● Stored items:
Content starts

#[cfg(test)]
mod tests {
    use super::*;
    use crate::testing::MemorySecretsManagerApi;

    const PROJECT: &str = "3b5f7e4c-2a1d-4f8e-9c6b-0d1e2f3a4b5c";

    fn cidrs(values: &[&str]) -> BTreeSet<String> {
        values.iter().map(|v| v.to_string()).collect()
    }

    fn planned(acls: Value<BTreeSet<String>>) -> InstanceModel {
        InstanceModel {
            project_id: Value::Known(PROJECT.to_string()),
            name: Value::Known("vault".to_string()),
            acls,
            ..Default::default()
        }
    }

    #[test]
    fn test_map_fields() {
        let instance = InstanceResponse {
            id: Some("iid".to_string()),
            name: Some("vault".to_string()),
            secret_count: Some(0),
        };
        let acls = AclListResponse {
            acls: Some(vec![
                AclResponse {
                    id: Some("acl-1".to_string()),
                    cidr: Some("10.0.0.0/24".to_string()),
                },
                AclResponse {
                    id: Some("acl-2".to_string()),
                    cidr: Some("192.168.0.0/16".to_string()),
                },
            ]),
        };
        let mut model = InstanceModel {
            project_id: Value::Known("pid".to_string()),
            ..Default::default()
        };

        map_fields(Some(&instance), Some(&acls), Some(&mut model)).unwrap();

        assert_eq!(model.id, Value::Known("pid,iid".to_string()));
        assert_eq!(model.name, Value::Known("vault".to_string()));
        assert_eq!(
            model.acls,
            Value::Known(cidrs(&["10.0.0.0/24", "192.168.0.0/16"]))
        );
    }

    #[test]
    fn test_nil_acl_list_is_null_set() {
        let instance = InstanceResponse {
            id: Some("iid".to_string()),
            ..Default::default()
        };
        let mut model = InstanceModel {
            project_id: Value::Known("pid".to_string()),
            ..Default::default()
        };

        map_fields(Some(&instance), None, Some(&mut model)).unwrap();
        assert_eq!(model.acls, Value::Null);

        let empty = AclListResponse { acls: Some(vec![]) };
        map_fields(Some(&instance), Some(&empty), Some(&mut model)).unwrap();
        assert_eq!(model.acls, Value::Known(BTreeSet::new()));
    }

    #[test]
    fn test_acl_without_cidr_is_skipped() {
        let instance = InstanceResponse {
            id: Some("iid".to_string()),
            ..Default::default()
        };
        let acls = AclListResponse {
            acls: Some(vec![
                AclResponse {
                    id: Some("acl-1".to_string()),
                    cidr: None,
                },
                AclResponse {
                    id: Some("acl-2".to_string()),
                    cidr: Some("10.0.0.0/24".to_string()),
                },
            ]),
        };
        let mut model = InstanceModel {
            project_id: Value::Known("pid".to_string()),
            ..Default::default()
        };

        map_fields(Some(&instance), Some(&acls), Some(&mut model)).unwrap();
        assert_eq!(model.acls, Value::Known(cidrs(&["10.0.0.0/24"])));
    }

    #[test]
    fn test_map_fields_nil_inputs() {
        let mut model = InstanceModel::default();
        assert!(map_fields(None, None, Some(&mut model)).is_err());
        assert!(map_fields(Some(&InstanceResponse::default()), None, None).is_err());
    }

    #[tokio::test]
    async fn test_create_syncs_acls() {
        let api = Arc::new(MemorySecretsManagerApi::new());
        let resource = SecretsManagerInstanceResource::new(api.clone());

        let state = resource
            .create(planned(Value::Known(cidrs(&["10.0.0.0/24", "10.1.0.0/24"]))))
            .await
            .unwrap();

        let instance_id = state.instance_id.known_cloned().unwrap();
        assert_eq!(state.id, Value::Known(format!("{},{}", PROJECT, instance_id)));
        assert_eq!(
            api.acl_cidrs(PROJECT, &instance_id),
            vec!["10.0.0.0/24".to_string(), "10.1.0.0/24".to_string()]
        );
    }

    #[tokio::test]
    async fn test_update_converges_acls() {
        let api = Arc::new(MemorySecretsManagerApi::new());
        let resource = SecretsManagerInstanceResource::new(api.clone());
        let prior = resource
            .create(planned(Value::Known(cidrs(&["a/1", "b/1", "c/1"]))))
            .await
            .unwrap();

        let mut next = prior.clone();
        next.acls = Value::Known(cidrs(&["a/1", "c/1", "d/1"]));
        let state = resource.update(prior, next).await.unwrap();

        assert_eq!(state.acls, Value::Known(cidrs(&["a/1", "c/1", "d/1"])));
    }

    // A failed ACL create leaves the entries handled before it in place.
    #[tokio::test]
    async fn test_update_partial_acl_failure_is_not_rolled_back() {
        let api = Arc::new(MemorySecretsManagerApi::new());
        let resource = SecretsManagerInstanceResource::new(api.clone());
        let prior = resource
            .create(planned(Value::Known(cidrs(&["b/1", "e/1"]))))
            .await
            .unwrap();
        let instance_id = prior.instance_id.known_cloned().unwrap();

        api.fail_create_acl("d/1", ApiError::status(400, "invalid cidr"));
        let mut next = prior.clone();
        next.acls = Value::Known(cidrs(&["a/1", "d/1", "f/1"]));
        let err = resource.update(prior, next).await.unwrap_err();

        assert!(matches!(err, ProviderError::ReconcileStep { .. }));
        assert_eq!(
            api.acl_cidrs(PROJECT, &instance_id),
            vec!["a/1".to_string(), "e/1".to_string()]
        );
    }

    #[tokio::test]
    async fn test_unconfigured_acls_untouched() {
        let api = Arc::new(MemorySecretsManagerApi::new());
        let resource = SecretsManagerInstanceResource::new(api.clone());
        let state = resource
            .create(planned(Value::Known(cidrs(&["10.0.0.0/24"]))))
            .await
            .unwrap();

        let mut next = state.clone();
        next.acls = Value::Null;
        next.name = Value::Known("renamed".to_string());
        let state = resource.update(state, next).await.unwrap();

        assert_eq!(state.name, Value::Known("renamed".to_string()));
        assert_eq!(state.acls, Value::Known(cidrs(&["10.0.0.0/24"])));
    }

    #[tokio::test]
    async fn test_read_and_delete() {
        let api = Arc::new(MemorySecretsManagerApi::new());
        let resource = SecretsManagerInstanceResource::new(api);
        let state = resource.create(planned(Value::Null)).await.unwrap();

        let outcome = resource.read(state.clone()).await.unwrap();
        assert_eq!(outcome.into_model().map(|m| m.name), Some(state.name.clone()));

        resource.delete(state.clone()).await.unwrap();
        assert!(resource.read(state.clone()).await.unwrap().is_removed());
        resource.delete(state).await.unwrap();
    }

    #[tokio::test]
    async fn test_import_state() {
        let resource = SecretsManagerInstanceResource::new(Arc::new(MemorySecretsManagerApi::new()));
        let model = resource.import_state("pid,iid").await.unwrap();
        assert_eq!(model.instance_id, Value::Known("iid".to_string()));

        let err = resource.import_state("pid,iid,extra").await.unwrap_err();
        assert_eq!(
            err.to_string(),
            "Expected import identifier with format: [project_id],[instance_id] Got: \"pid,iid,extra\""
        );
    }

    #[test]
    fn test_validate_acls() {
        let resource = SecretsManagerInstanceResource::new(Arc::new(MemorySecretsManagerApi::new()));
        let model = planned(Value::Known(cidrs(&["10.0.0.0/24", "not-a-cidr"])));
        let diagnostics = resource.validate(&model);
        assert_eq!(diagnostics.len(), 1);
        assert_eq!(diagnostics[0].attribute.as_deref(), Some("acls.1"));
    }
}
/// Whether a job reflects every setting an update sent.
///
/// Secrets may be redacted in responses, so auth blocks are compared on the
/// parts the API echoes back.
fn reflects(job: &ScrapeConfigResponse, payload: &UpdateScrapeConfigPayload) -> bool {
    fn settled<T: PartialEq>(sent: &Option<T>, seen: &Option<T>) -> bool {
        sent.is_none() || sent == seen
    }

    fn settled_by<T, K: PartialEq>(sent: &Option<T>, seen: &Option<T>, echo: impl Fn(&T) -> K) -> bool {
        match (sent, seen) {
            (None, _) => true,
            (Some(sent), Some(seen)) => echo(sent) == echo(seen),
            (Some(_), None) => false,
        }
    }

    fn params_settled(sent: &Option<Params>, seen: &Option<Params>) -> bool {
        let Some(sent) = sent else {
            return true;
        };
        let seen = seen.as_ref();
        sent.iter()
            .all(|(key, values)| seen.and_then(|seen| seen.get(key)) == Some(values))
    }

    fn basic_auth_echo(auth: &BasicAuth) -> String {
        auth.username.clone()
    }

    type OAuth2Echo = (String, String, Option<Vec<String>>, Option<TlsConfig>);
    type HttpSdEcho = (String, Option<String>, Option<String>, Option<TlsConfig>, Option<OAuth2Echo>);

    fn oauth2_echo(oauth: &OAuth2) -> OAuth2Echo {
        (
            oauth.client_id.clone(),
            oauth.token_url.clone(),
            oauth.scopes.clone(),
            oauth.tls_config.clone(),
        )
    }

    fn http_sd_echo(config: &HttpSdConfig) -> HttpSdEcho {
        (
            config.url.clone(),
            config.refresh_interval.clone(),
            config.basic_auth.as_ref().map(basic_auth_echo),
            config.tls_config.clone(),
            config.oauth2.as_ref().map(oauth2_echo),
        )
    }

    settled(&payload.metrics_path, &job.metrics_path)
        && settled(&payload.scheme, &job.scheme)
        && settled(&payload.scrape_interval, &job.scrape_interval)
        && settled(&payload.scrape_timeout, &job.scrape_timeout)
        && settled(&payload.sample_limit, &job.sample_limit)
        && params_settled(&payload.params, &job.params)
        && settled_by(&payload.basic_auth, &job.basic_auth, basic_auth_echo)
        && settled(&payload.tls_config, &job.tls_config)
        && settled_by(&payload.oauth2, &job.oauth2, oauth2_echo)
        && settled(&payload.static_configs, &job.static_configs)
        && settled(&payload.metrics_relabel_configs, &job.metrics_relabel_configs)
        && settled_by(&payload.http_sd_configs, &job.http_sd_configs, |configs: &Vec<HttpSdConfig>| {
            configs.iter().map(http_sd_echo).collect::<Vec<_>>()
        })
        && settled(&payload.honor_labels, &job.honor_labels)
        && settled(&payload.honor_timestamps, &job.honor_timestamps)
}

Content ends

Work out how many lines of the data hold the string "next". State only that number.

10